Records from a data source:
-=-=-=-=-

// /learnhub-lms/services/payments-service/src/repository/audit.rs

use sqlx::PgPool;
use uuid::Uuid;

/// Audit trail untuk event penting. Best-effort: gagal tulis audit tidak
/// boleh menggagalkan operasi utamanya.
pub struct AuditRepository {
    pool: PgPool,
}

impl AuditRepository {
    pub fn new(pool: PgPool) -> Self {
        Self { pool }
    }

    pub async fn record(
        &self,
        action: &str,
        entity_id: &str,
        actor: Option<Uuid>,
        details: serde_json::Value,
    ) {
        let result = sqlx::query(
            r#"
            INSERT INTO audit_logs (action, entity_id, actor, details)
            VALUES ($1, $2, $3, $4)
            "#,
        )
        .bind(action)
        .bind(entity_id)
        .bind(actor)
        .bind(details)
        .execute(&self.pool)
        .await;

        if let Err(e) = result {
            tracing::warn!("Gagal menulis audit log '{}' untuk {}: {}", action, entity_id, e);
        }
    }

    pub async fn webhook_processed(&self, event_type: &str, payment_id: Option<&str>) {
        self.record(
            "webhook_processed",
            payment_id.unwrap_or("unknown"),
            None,
            serde_json::json!({ "event_type": event_type }),
        )
        .await;
    }

    pub async fn admin_decision(
        &self,
        admin_id: Uuid,
        record_id: Uuid,
        action: &str,
        notes: Option<&str>,
    ) {
        self.record(
            "manual_payment_decision",
            &record_id.to_string(),
            Some(admin_id),
            serde_json::json!({ "decision": action, "notes": notes }),
        )
        .await;
    }
}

-=-=-=-=-

• **Exercise requirements**: Output all of the data exactly as given.

• **Solution for this exercise**:
// /learnhub-lms/services/payments-service/src/repository/audit.rs

use sqlx::PgPool;
use uuid::Uuid;

/// Audit trail untuk event penting. Best-effort: gagal tulis audit tidak
/// boleh menggagalkan operasi utamanya.
pub struct AuditRepository {
    pool: PgPool,
}

impl AuditRepository {
    pub fn new(pool: PgPool) -> Self {
        Self { pool }
    }

    pub async fn record(
        &self,
        action: &str,
        entity_id: &str,
        actor: Option<Uuid>,
        details: serde_json::Value,
    ) {
        let result = sqlx::query(
            r#"
            INSERT INTO audit_logs (action, entity_id, actor, details)
            VALUES ($1, $2, $3, $4)
            "#,
        )
        .bind(action)
        .bind(entity_id)
        .bind(actor)
        .bind(details)
        .execute(&self.pool)
        .await;

        if let Err(e) = result {
            tracing::warn!("Gagal menulis audit log '{}' untuk {}: {}", action, entity_id, e);
        }
    }

    pub async fn webhook_processed(&self, event_type: &str, payment_id: Option<&str>) {
        self.record(
            "webhook_processed",
            payment_id.unwrap_or("unknown"),
            None,
            serde_json::json!({ "event_type": event_type }),
        )
        .await;
    }

    pub async fn admin_decision(
        &self,
        admin_id: Uuid,
        record_id: Uuid,
        action: &str,
        notes: Option<&str>,
    ) {
        self.record(
            "manual_payment_decision",
            &record_id.to_string(),
            Some(admin_id),
            serde_json::json!({ "decision": action, "notes": notes }),
        )
        .await;
    }
}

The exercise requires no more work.